C’est là un des plus grands avantages de notre projet. Car tout système qui ne renferme pas en lui un moyen d'accroissement continuel est défectueux. Il peut bien momentanément amener quelques bons résultats, mais lorsque les fait qu’il devait produire et réalisé, le malaise qu'il a voulu détruire se renouvelle, c'est comme si on n'avait rien fait. La loi des pauvres en Angleterre, les Workhouses en offrent des exemples frappant.

Ici, au contraire, lorsque les colonies agricoles seront en plein rapport, elles auront toujours la facilité d'étendre leur domaine, de multiplier leurs établissements, afin d'y placer de nouveaux travailleurs. Le seul cas qui viendra arrêter momentanément cet accroissement sera celui où l'industrie privée aura besoin de bras et pourra les employer plus avantageusement. Alors les terres cultivées ne seront pas abandonnées pour cela ; le nombre excédant d'ouvriers dont nous avons parlé rentrera dans le domaine public jusqu’à ce qu'une nouvelle stagnation la renvoie de nouveau à la colonie agricole.
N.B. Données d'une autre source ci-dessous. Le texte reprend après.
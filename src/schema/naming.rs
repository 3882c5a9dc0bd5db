//! Naming table
//!
//! Explicit bidirectional mapping between application field names and
//! declared wire names.
//!
//! The table is populated from the schema at load time and returns names
//! verbatim. It deliberately replaces any convert-on-the-fly
//! camelCase/snake_case heuristic: the protocol's historical wire names
//! carry acronyms and legacy irregularities that no mechanical transform
//! reproduces.

use std::collections::HashMap;

use crate::error::{OciError, Result};
use super::model::SchemaField;

/// Bidirectional name index over one schema's sibling field set
#[derive(Debug, Clone, Default)]
pub struct NamingTable {
    by_app: HashMap<String, usize>,
    by_wire: HashMap<String, usize>,
}

impl NamingTable {
    /// Build the table, rejecting duplicate names in the sibling set
    pub(crate) fn build(schema_id: &str, fields: &[SchemaField]) -> Result<Self> {
        let mut by_app = HashMap::with_capacity(fields.len());
        let mut by_wire = HashMap::with_capacity(fields.len());

        for (index, field) in fields.iter().enumerate() {
            if by_app.insert(field.app_name.clone(), index).is_some() {
                return Err(OciError::SchemaIntegrity(format!(
                    "{}: duplicate app field name {}",
                    schema_id, field.app_name
                )));
            }
            if by_wire.insert(field.wire_name.clone(), index).is_some() {
                return Err(OciError::SchemaIntegrity(format!(
                    "{}: duplicate wire name {}",
                    schema_id, field.wire_name
                )));
            }
        }

        Ok(Self { by_app, by_wire })
    }

    /// The field's declared wire name, verbatim
    pub fn to_wire_name<'a>(&self, field: &'a SchemaField) -> &'a str {
        &field.wire_name
    }

    /// The field's declared application name, verbatim
    pub fn to_app_name<'a>(&self, field: &'a SchemaField) -> &'a str {
        &field.app_name
    }

    /// Index of the field with this application name
    pub(crate) fn index_by_app(&self, app_name: &str) -> Option<usize> {
        self.by_app.get(app_name).copied()
    }

    /// Index of the field with this wire name
    pub(crate) fn index_by_wire(&self, wire_name: &str) -> Option<usize> {
        self.by_wire.get(wire_name).copied()
    }
}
Ainsi, tandis que d'un côté; par une loi égalitaire les propriétés se divisent de pins en plus, l’association ouvrière reconstruira la grande propriété et la grande culture.
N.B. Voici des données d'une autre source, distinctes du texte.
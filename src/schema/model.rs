//! Schema model
//!
//! Immutable definitions of command and type shapes, validated at load.

use std::collections::HashMap;
use std::sync::Arc;

use crate::entity::EntityKind;
use crate::error::{OciError, Result};
use super::naming::NamingTable;

/// Scalar wire types
///
/// The protocol's simple types all travel as element text; the kind
/// controls how response text is re-typed on the way back in.
#[derive(Debug, Clone, Copy, PartialEq, Eq)]
pub enum ScalarKind {
    Text,
    Int,
    Bool,
}

/// What a field holds
#[derive(Debug, Clone, PartialEq, Eq)]
pub enum FieldKind {
    /// Element text, re-typed per ScalarKind
    Scalar(ScalarKind),

    /// A nested element whose children follow another schema,
    /// referenced by catalog id
    Nested(String),
}

/// One field of a command or type schema
#[derive(Debug, Clone, PartialEq, Eq)]
pub struct SchemaField {
    /// Element name on the wire, verbatim (casing included)
    pub wire_name: String,

    /// Application-side field name, verbatim
    pub app_name: String,

    /// Position among siblings; the wire order is strictly increasing
    /// order_index
    pub order_index: usize,

    /// Whether serialization fails when the field is absent
    pub required: bool,

    /// Whether the field may occur more than once
    pub repeated: bool,

    /// Scalar or nested shape
    pub kind: FieldKind,
}

/// The schema of one command or nested type
///
/// Immutable once built; shared by reference (`Arc`) across every message
/// of that shape for the life of the catalog.
#[derive(Debug, Clone)]
pub struct SchemaDef {
    id: String,
    command_wire_name: String,
    entity_kind: EntityKind,
    response: Option<String>,
    fields: Vec<SchemaField>,
    naming: NamingTable,
}

impl SchemaDef {
    /// Start building a definition
    pub fn build(id: impl Into<String>) -> SchemaBuilder {
        SchemaBuilder::new(id)
    }

    /// A definition with no fields
    ///
    /// Used for bare acknowledgement and keep-alive shapes.
    pub fn empty(id: impl Into<String>) -> Arc<SchemaDef> {
        let id = id.into();
        Arc::new(SchemaDef {
            command_wire_name: id.clone(),
            id,
            entity_kind: EntityKind::Generic,
            response: None,
            fields: Vec::new(),
            naming: NamingTable::default(),
        })
    }

    /// Catalog identifier
    pub fn id(&self) -> &str {
        &self.id
    }

    /// Root element name on the wire
    pub fn command_wire_name(&self) -> &str {
        &self.command_wire_name
    }

    /// Entity variant produced when deserializing this shape
    pub fn entity_kind(&self) -> EntityKind {
        self.entity_kind
    }

    /// Expected response schema id, for command definitions
    pub fn response(&self) -> Option<&str> {
        self.response.as_deref()
    }

    /// Fields in strictly increasing order_index order
    pub fn fields(&self) -> &[SchemaField] {
        &self.fields
    }

    /// Look up a field by its application name
    pub fn field_by_app(&self, app_name: &str) -> Option<&SchemaField> {
        self.naming.index_by_app(app_name).map(|i| &self.fields[i])
    }

    /// Look up a field by its wire name
    pub fn field_by_wire(&self, wire_name: &str) -> Option<&SchemaField> {
        self.naming.index_by_wire(wire_name).map(|i| &self.fields[i])
    }

    /// The explicit name-mapping table for this definition
    pub fn naming(&self) -> &NamingTable {
        &self.naming
    }
}

/// Builder for SchemaDef
pub struct SchemaBuilder {
    id: String,
    wire_name: Option<String>,
    entity_kind: EntityKind,
    response: Option<String>,
    fields: Vec<SchemaField>,
}

impl SchemaBuilder {
    fn new(id: impl Into<String>) -> Self {
        Self {
            id: id.into(),
            wire_name: None,
            entity_kind: EntityKind::Generic,
            response: None,
            fields: Vec::new(),
        }
    }

    /// Override the root wire element name (defaults to the id)
    pub fn wire_name(mut self, name: impl Into<String>) -> Self {
        self.wire_name = Some(name.into());
        self
    }

    /// Set the entity variant for deserialized values
    pub fn entity_kind(mut self, kind: EntityKind) -> Self {
        self.entity_kind = kind;
        self
    }

    /// Declare the expected response schema id (commands only)
    pub fn response(mut self, id: impl Into<String>) -> Self {
        self.response = Some(id.into());
        self
    }

    /// Append a field; order_index is its position in the declaration
    /// sequence
    pub fn field(
        mut self,
        app_name: impl Into<String>,
        wire_name: impl Into<String>,
        required: bool,
        repeated: bool,
        kind: FieldKind,
    ) -> Self {
        let order_index = self.fields.len();
        self.fields.push(SchemaField {
            wire_name: wire_name.into(),
            app_name: app_name.into(),
            order_index,
            required,
            repeated,
            kind,
        });
        self
    }

    /// Append a field with an explicit order index
    ///
    /// Indexes are validated for uniqueness and contiguity by `finish`.
    pub fn field_at(
        mut self,
        order_index: usize,
        app_name: impl Into<String>,
        wire_name: impl Into<String>,
        required: bool,
        repeated: bool,
        kind: FieldKind,
    ) -> Self {
        self.fields.push(SchemaField {
            wire_name: wire_name.into(),
            app_name: app_name.into(),
            order_index,
            required,
            repeated,
            kind,
        });
        self
    }

    /// Validate and freeze the definition
    ///
    /// Fails with `SchemaIntegrity` when order indexes are not unique and
    /// contiguous from 0, or when wire/app names collide in the sibling
    /// set. Front-loading these checks lets the codec assume
    /// well-formedness unconditionally.
    pub fn finish(self) -> Result<SchemaDef> {
        let mut fields = self.fields;
        fields.sort_by_key(|f| f.order_index);

        for (expected, field) in fields.iter().enumerate() {
            if field.order_index != expected {
                return Err(OciError::SchemaIntegrity(format!(
                    "{}: order indexes must be unique and contiguous from 0, \
                     found {} at position {}",
                    self.id, field.order_index, expected
                )));
            }
        }

        let naming = NamingTable::build(&self.id, &fields)?;

        Ok(SchemaDef {
            command_wire_name: self.wire_name.unwrap_or_else(|| self.id.clone()),
            id: self.id,
            entity_kind: self.entity_kind,
            response: self.response,
            fields,
            naming,
        })
    }
}

/// The process-wide schema catalog
///
/// Maps command/type identifiers to their definitions. Built once from an
/// external source, validated on build, read-only thereafter — reads need
/// no synchronization.
#[derive(Debug, Clone)]
pub struct SchemaCatalog {
    defs: HashMap<String, Arc<SchemaDef>>,
}

impl SchemaCatalog {
    /// Build a catalog from definitions
    ///
    /// Validates that every nested-type reference resolves; dangling refs
    /// fail here rather than at serialization time.
    pub fn new(defs: Vec<SchemaDef>) -> Result<Self> {
        let mut map: HashMap<String, Arc<SchemaDef>> = HashMap::with_capacity(defs.len());
        for def in defs {
            let id = def.id.clone();
            if map.insert(id.clone(), Arc::new(def)).is_some() {
                return Err(OciError::SchemaIntegrity(format!(
                    "duplicate schema id {}",
                    id
                )));
            }
        }

        // Every Nested ref and response ref must resolve
        for def in map.values() {
            for field in def.fields() {
                if let FieldKind::Nested(ref target) = field.kind {
                    if !map.contains_key(target) {
                        return Err(OciError::SchemaIntegrity(format!(
                            "{}.{} references unknown type {}",
                            def.id(),
                            field.app_name,
                            target
                        )));
                    }
                }
            }
            if let Some(response) = def.response() {
                if !map.contains_key(response) {
                    return Err(OciError::SchemaIntegrity(format!(
                        "{} declares unknown response {}",
                        def.id(),
                        response
                    )));
                }
            }
        }

        Ok(Self { defs: map })
    }

    /// Look up a command definition
    pub fn lookup(&self, id: &str) -> Result<Arc<SchemaDef>> {
        self.defs
            .get(id)
            .cloned()
            .ok_or_else(|| OciError::SchemaNotFound(id.to_string()))
    }

    /// Resolve a nested-type reference from a composite field
    pub fn resolve_nested(&self, schema_ref: &str) -> Result<Arc<SchemaDef>> {
        self.lookup(schema_ref)
    }

    /// Whether a definition exists
    pub fn contains(&self, id: &str) -> bool {
        self.defs.contains_key(id)
    }

    /// Number of definitions loaded
    pub fn len(&self) -> usize {
        self.defs.len()
    }

    /// Whether the catalog is empty
    pub fn is_empty(&self) -> bool {
        self.defs.is_empty()
    }
}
Tandis que l’industrie appelle sans cesse la population dans les villes, les colonies la rappelleront dans les campagnes.

Quand il n’y aura plus de terres à assez bas prix en France, l’association établira des succursales en Algérie, en Amérique même ; elle peut un jour envahir le monde ! car partout où il y aura un hectare à défricher et un pauvre à nourrir, elle sera là avec ses capitaux, son armée de travailleurs, son incessante activité.

Et qu'on ne nous accuse pas de rêver un bien impossible ; nous n’aurons qu’à citer l'exemple de la fameuses compagnie anglaise des Indes orientales : qu'était-ce ? sinon une association comme celle que nous proposons, mais dont les résultats, quoique surprenants, ne furent pas aussi favorables à l'humanité que celle que nous appelons de tous nos vœux.

Avant de pénétrer si loin dans l'avenir, calculons les recettes et les dépenses probables de ces établissements.



   Chapitre 4 . Recettes et dépenses


D'après notre supposition, l'association ouvrière aurait à défricher les 2/3 de 9.190.000 hectares de terres, aujourd'hui incultes, c'est-à-dire 6.127.000 hectares.


Pour savoir combien ces hectares rapporteraient s’ils étaient soumis à une culture habile, sans jachères, nous avons fait le calcul suivant :

Le nombre d'hectares des cultures de la France entière est de :          19.314.741
Celui des prairies tant naturelles qu'artificielles :                                 5.774, 745

Étendues en hectares. Total. : 25.089.486

La valeur du produit brut de ces terrains est :

Pour les cultures :     3.479.583.005
Pour les prairies :        666.363.412

Produit total, francs : 4.145.946.417

Le produit moyen par hectare de terres ensemencées ou mises en prairie s’élève donc à 165 francs.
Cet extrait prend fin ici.